Managing complicated research workflows in R with {targets}

Eric R. Scott

2025-02-26

CCT Data Science

https://datascience.cct.arizona.edu/

We offer:

Workshops
Drop-in hours support
Incubator projects for ALVSCE
Collaboration on funded projects

Join our mailing list!

Before we get started

You’ll need the following R packages today:

#For making `targets` work:
library(targets)
library(tarchetypes)
library(visNetwork)
library(crew)

#For our data wrangling and analysis:
library(dplyr)
library(ggplot2)
library(janitor)
library(car)
library(broom)

#for installing demos and course materials:
library(usethis)

Learning Objectives

Understand what problems targets (and workflow managers in general) solve
Be able to set up a simple project using targets, view the dependency graph, and run the workflow
Write a (good enough) custom R function
Have an awareness of the possibilities: parallelization, cloud storage, iteration, Bayesian analyses, geospatial targets
Know where to go for help with targets

Part 1: Context

Moving Toward Reproducibility

Working toward reproducible analyses benefits:

You in the future
Your collaborators
The greater community

Cute fuzzy monsters putting rectangular data tables onto a conveyor belt. Along the conveyor belt line are different automated “stations” that update the data, reading “WRANGLE”, “VISUALIZE”, and “MODEL”. A monster at the end of the conveyor belt is carrying away a table that reads “Complete analysis.”

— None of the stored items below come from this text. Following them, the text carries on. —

//! Inverted-file (IVF) cluster index.
//!
//! K-means centroids partition the vector set into posting lists; a query
//! scores every centroid, probes the best `n_probes` lists, and reranks the
//! candidates exactly. Must be trained before mutations are accepted.
//!
//! Clustering distance is cosine: vectors are unit-normalized at ingress and
//! all comparisons are dot products.

use ahash::AHashMap;
use rand::{Rng, SeedableRng};
use rand_chacha::ChaCha8Rng;
use std::collections::HashMap;

use super::{
    check_dims, rank_top_k, IndexDetail, IndexKind, IndexStats, IvfParams, SearchHit, VectorIndex,
};
use crate::error::{EngineError, Result};
use crate::vector;

/// Lloyd iterations stop when no centroid moved farther than this (L2).
const CONVERGENCE_EPS: f32 = 1e-4;

pub struct IvfIndex {
    dims: usize,
    params: IvfParams,
    /// Unit-norm centroids; empty until trained.
    centroids: Vec<Vec<f32>>,
    /// Posting lists: cluster index -> member chunk ids.
    lists: Vec<Vec<String>>,
    /// Raw id -> unit-norm vector map, kept for rebuild and update.
    vecs: AHashMap<String, Vec<f32>>,
    /// id -> cluster index, for O(1) removal.
    assignment: AHashMap<String, usize>,
    trained: bool,
}

impl IvfIndex {
    pub fn new(dims: usize, params: IvfParams) -> Self {
        Self {
            dims,
            params,
            centroids: Vec::new(),
            lists: Vec::new(),
            vecs: AHashMap::new(),
            assignment: AHashMap::new(),
            trained: false,
        }
    }

    /// Nearest centroid by dot product; ties resolve to the lowest index.
    fn nearest_centroid(&self, v: &[f32]) -> usize {
        let mut best = 0;
        let mut best_score = f32::NEG_INFINITY;
        for (i, c) in self.centroids.iter().enumerate() {
            let s = vector::dot(c, v);
            if s > best_score {
                best_score = s;
                best = i;
            }
        }
        best
    }

    fn assign(&mut self, id: String, v: &[f32]) {
        let cluster = self.nearest_centroid(v);
        self.lists[cluster].push(id.clone());
        self.assignment.insert(id, cluster);
    }

    fn unassign(&mut self, id: &str) {
        if let Some(cluster) = self.assignment.remove(id) {
            self.lists[cluster].retain(|member| member != id);
        }
    }

    /// Rebuild every posting list by assigning the raw map against the
    /// current centroids.
    fn reassign_all(&mut self) {
        self.lists = vec![Vec::new(); self.centroids.len()];
        self.assignment.clear();
        let entries: Vec<(String, Vec<f32>)> = self
            .vecs
            .iter()
            .map(|(id, v)| (id.clone(), v.clone()))
            .collect();
        for (id, v) in entries {
            self.assign(id, &v);
        }
    }

    /// Stored vectors in ascending id order, the sample order training uses
    /// so centroids are reproducible across restarts.
    fn stored_sorted(&self) -> Vec<Vec<f32>> {
        let mut ids: Vec<&String> = self.vecs.keys().collect();
        ids.sort();
        ids.iter()
            .filter_map(|id| self.vecs.get(*id).cloned())
            .collect()
    }

    /// Train on already-normalized samples without the sample-count
    /// precondition; the cluster count is capped at the sample count.
    fn train_on(&mut self, normalized: &[Vec<f32>]) {
        self.centroids = self.kmeans(normalized);
        self.trained = true;
        self.reassign_all();
    }

    /// Cosine k-means: k-means++ seeding then Lloyd iterations over unit-norm
    /// samples. Returns unit-norm centroids. Deterministic for a fixed seed
    /// and sample order.
    fn kmeans(&self, samples: &[Vec<f32>]) -> Vec<Vec<f32>> {
        let n = samples.len();
        let k = self.params.n_clusters.min(n);
        let mut rng = ChaCha8Rng::seed_from_u64(self.params.seed);

        // k-means++ seeding: D^2 weighting with cosine distance 1 - dot.
        let mut centroids: Vec<Vec<f32>> = Vec::with_capacity(k);
        centroids.push(samples[rng.gen_range(0..n)].clone());
        let mut dist: Vec<f32> = samples
            .iter()
            .map(|v| (1.0 - vector::dot(v, &centroids[0])).max(0.0))
            .collect();
        while centroids.len() < k {
            let total: f64 = dist.iter().map(|d| (*d as f64) * (*d as f64)).sum();
            let next = if total > 0.0 {
                let mut r = rng.gen::<f64>() * total;
                let mut chosen = n - 1;
                for (i, d) in dist.iter().enumerate() {
                    r -= (*d as f64) * (*d as f64);
                    if r <= 0.0 {
                        chosen = i;
                        break;
                    }
                }
                chosen
            } else {
                // all points coincide with a centroid; any pick works
                rng.gen_range(0..n)
            };
            let c = samples[next].clone();
            for (i, v) in samples.iter().enumerate() {
                let d = (1.0 - vector::dot(v, &c)).max(0.0);
                if d < dist[i] {
                    dist[i] = d;
                }
            }
            centroids.push(c);
        }

        // Lloyd iterations.
        for _ in 0..self.params.kmeans_iters {
            let mut labels = vec![0usize; n];
            for (i, v) in samples.iter().enumerate() {
                let mut best = 0;
                let mut best_score = f32::NEG_INFINITY;
                for (j, c) in centroids.iter().enumerate() {
                    let s = vector::dot(v, c);
                    if s > best_score {
                        best_score = s;
                        best = j;
                    }
                }
                labels[i] = best;
            }

            let mut sums = vec![vec![0.0f32; self.dims]; k];
            let mut counts = vec![0usize; k];
            for (i, v) in samples.iter().enumerate() {
                let label = labels[i];
                counts[label] += 1;
                for (d, x) in v.iter().enumerate() {
                    sums[label][d] += x;
                }
            }

            let mut next: Vec<Vec<f32>> = Vec::with_capacity(k);
            for (j, sum) in sums.iter().enumerate() {
                if counts[j] > 0 {
                    next.push(vector::normalize(sum));
                } else {
                    next.push(Vec::new()); // reseeded below
                }
            }

            // Re-seed empty clusters from the farthest members of the
            // largest cluster.
            let empties: Vec<usize> = (0..k).filter(|j| counts[*j] == 0).collect();
            if !empties.is_empty() {
                let largest = (0..k)
                    .max_by_key(|j| counts[*j])
                    .unwrap_or(0);
                let mut members: Vec<usize> = (0..n).filter(|i| labels[*i] == largest).collect();
                // ascending similarity to their centroid = farthest first
                members.sort_by(|a, b| {
                    let sa = vector::dot(&samples[*a], &next[largest]);
                    let sb = vector::dot(&samples[*b], &next[largest]);
                    sa.partial_cmp(&sb).unwrap_or(std::cmp::Ordering::Equal)
                });
                for (slot, empty) in empties.iter().enumerate() {
                    let pick = members.get(slot).copied().unwrap_or(0);
                    next[*empty] = samples[pick].clone();
                }
            }

            let shift = centroids
                .iter()
                .zip(next.iter())
                .map(|(old, new)| vector::l2_sq(old, new).sqrt())
                .fold(0.0f32, f32::max);
            centroids = next;
            if shift < CONVERGENCE_EPS {
                break;
            }
        }

        centroids
    }
}

impl VectorIndex for IvfIndex {
    fn kind(&self) -> IndexKind {
        IndexKind::Ivf
    }

    fn add(&mut self, id: &str, vector_in: &[f32]) -> Result<()> {
        check_dims(self.dims, vector_in.len(), id)?;
        if !self.trained {
            return Err(EngineError::State(
                "ivf index is not trained; call train before inserting".into(),
            ));
        }
        let v = vector::normalize(vector_in);
        if self.vecs.contains_key(id) {
            self.unassign(id);
        }
        self.vecs.insert(id.to_string(), v.clone());
        self.assign(id.to_string(), &v);
        Ok(())
    }

    fn remove(&mut self, id: &str) {
        self.vecs.remove(id);
        self.unassign(id);
    }

    fn search(&self, query: &[f32], k: usize) -> Result<Vec<SearchHit>> {
        check_dims(self.dims, query.len(), "query")?;
        if k == 0 || !self.trained || self.vecs.is_empty() {
            return Ok(Vec::new());
        }
        let q = vector::normalize(query);

        // Rank centroids, probe the best n_probes lists.
        let mut centroid_scores: Vec<(usize, f32)> = self
            .centroids
            .iter()
            .enumerate()
            .map(|(i, c)| (i, vector::dot(c, &q)))
            .collect();
        centroid_scores.sort_by(|a, b| {
            b.1.partial_cmp(&a.1)
                .unwrap_or(std::cmp::Ordering::Equal)
                .then_with(|| a.0.cmp(&b.0))
        });
        let n_probes = self.params.n_probes.min(self.centroids.len());

        let mut hits = Vec::new();
        for (cluster, _) in centroid_scores.into_iter().take(n_probes) {
            for id in &self.lists[cluster] {
                if let Some(v) = self.vecs.get(id) {
                    hits.push(SearchHit {
                        id: id.clone(),
                        score: vector::dot(&q, v),
                    });
                }
            }
        }
        Ok(rank_top_k(hits, k))
    }

    fn train(&mut self, samples: &[Vec<f32>]) -> Result<()> {
        let normalized: Vec<Vec<f32>> = if samples.is_empty() {
            // fall back to the currently stored vectors (already unit-norm)
            self.stored_sorted()
        } else {
            for (i, s) in samples.iter().enumerate() {
                check_dims(self.dims, s.len(), &format!("sample {i}"))?;
            }
            samples.iter().map(|s| vector::normalize(s)).collect()
        };

        if normalized.len() < self.params.n_clusters {
            return Err(EngineError::State(format!(
                "insufficient data to train: {} samples < {} clusters",
                normalized.len(),
                self.params.n_clusters
            )));
        }

        self.train_on(&normalized);
        Ok(())
    }

    fn rebuild(&mut self, entries: &HashMap<String, Vec<f32>>) -> Result<()> {
        for (id, v) in entries {
            check_dims(self.dims, v.len(), id)?;
        }
        self.vecs = entries
            .iter()
            .map(|(id, v)| (id.clone(), vector::normalize(v)))
            .collect();
        if self.trained {
            self.reassign_all();
        } else if !self.vecs.is_empty() {
            // Restoring from a snapshot: retrain from the stored vectors,
            // capping the cluster count at the population size.
            let samples = self.stored_sorted();
            self.train_on(&samples);
        } else {
            self.lists.clear();
            self.assignment.clear();
        }
        Ok(())
    }

    fn stats(&self) -> IndexStats {
        IndexStats {
            kind: IndexKind::Ivf,
            size: self.vecs.len(),
            trained: self.trained,
            detail: IndexDetail::Ivf {
                n_clusters: self.params.n_clusters,
                n_probes: self.params.n_probes,
                nonempty_lists: self.lists.iter().filter(|l| !l.is_empty()).count(),
            },
        }
    }
}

Image from: Illustrations from the Openscapes blog Tidy Data for reproducibility, efficiency, and collaboration by Julia Lowndes and Allison Horst

Workflow management

Automatically detect dependencies
Run your entire analysis with one master command
Skip steps that don’t need to be re-run
Scaleable

Part 2: Demonstration

Demo

To install a demo targets pipeline, run the following R code and follow the prompts:

usethis::use_course("cct-datascience/targets-demo")

In this new project, try the following:

library(targets)
tar_visnetwork() # view dependency graph
tar_make() # run the pipeline
tar_visnetwork()
tar_read(lm_full) # view the "lm_full" target

Now, in R/fit_models.R, change the response variable from flipper_length_mm to bill_length_mm and run tar_visnetwork() again.

Working with targets

The result of each step is stored as an R object¹ in _targets/
Everything that happens to make that target is written as a function

Anatomy of a targets project

_targets.R
- Configure and define workflow
R/
- R script(s) with custom functions
_targets/
1. Generated by tar_make()
2. Contains targets saved as R objects
3. Should not be tracked in version control

Part 3: Refactoring Exercise

Refactoring a project to use targets

refactor

/rēˈfaktər/

verb

restructure (the source code of an application or piece of software) so as to improve operation without altering functionality.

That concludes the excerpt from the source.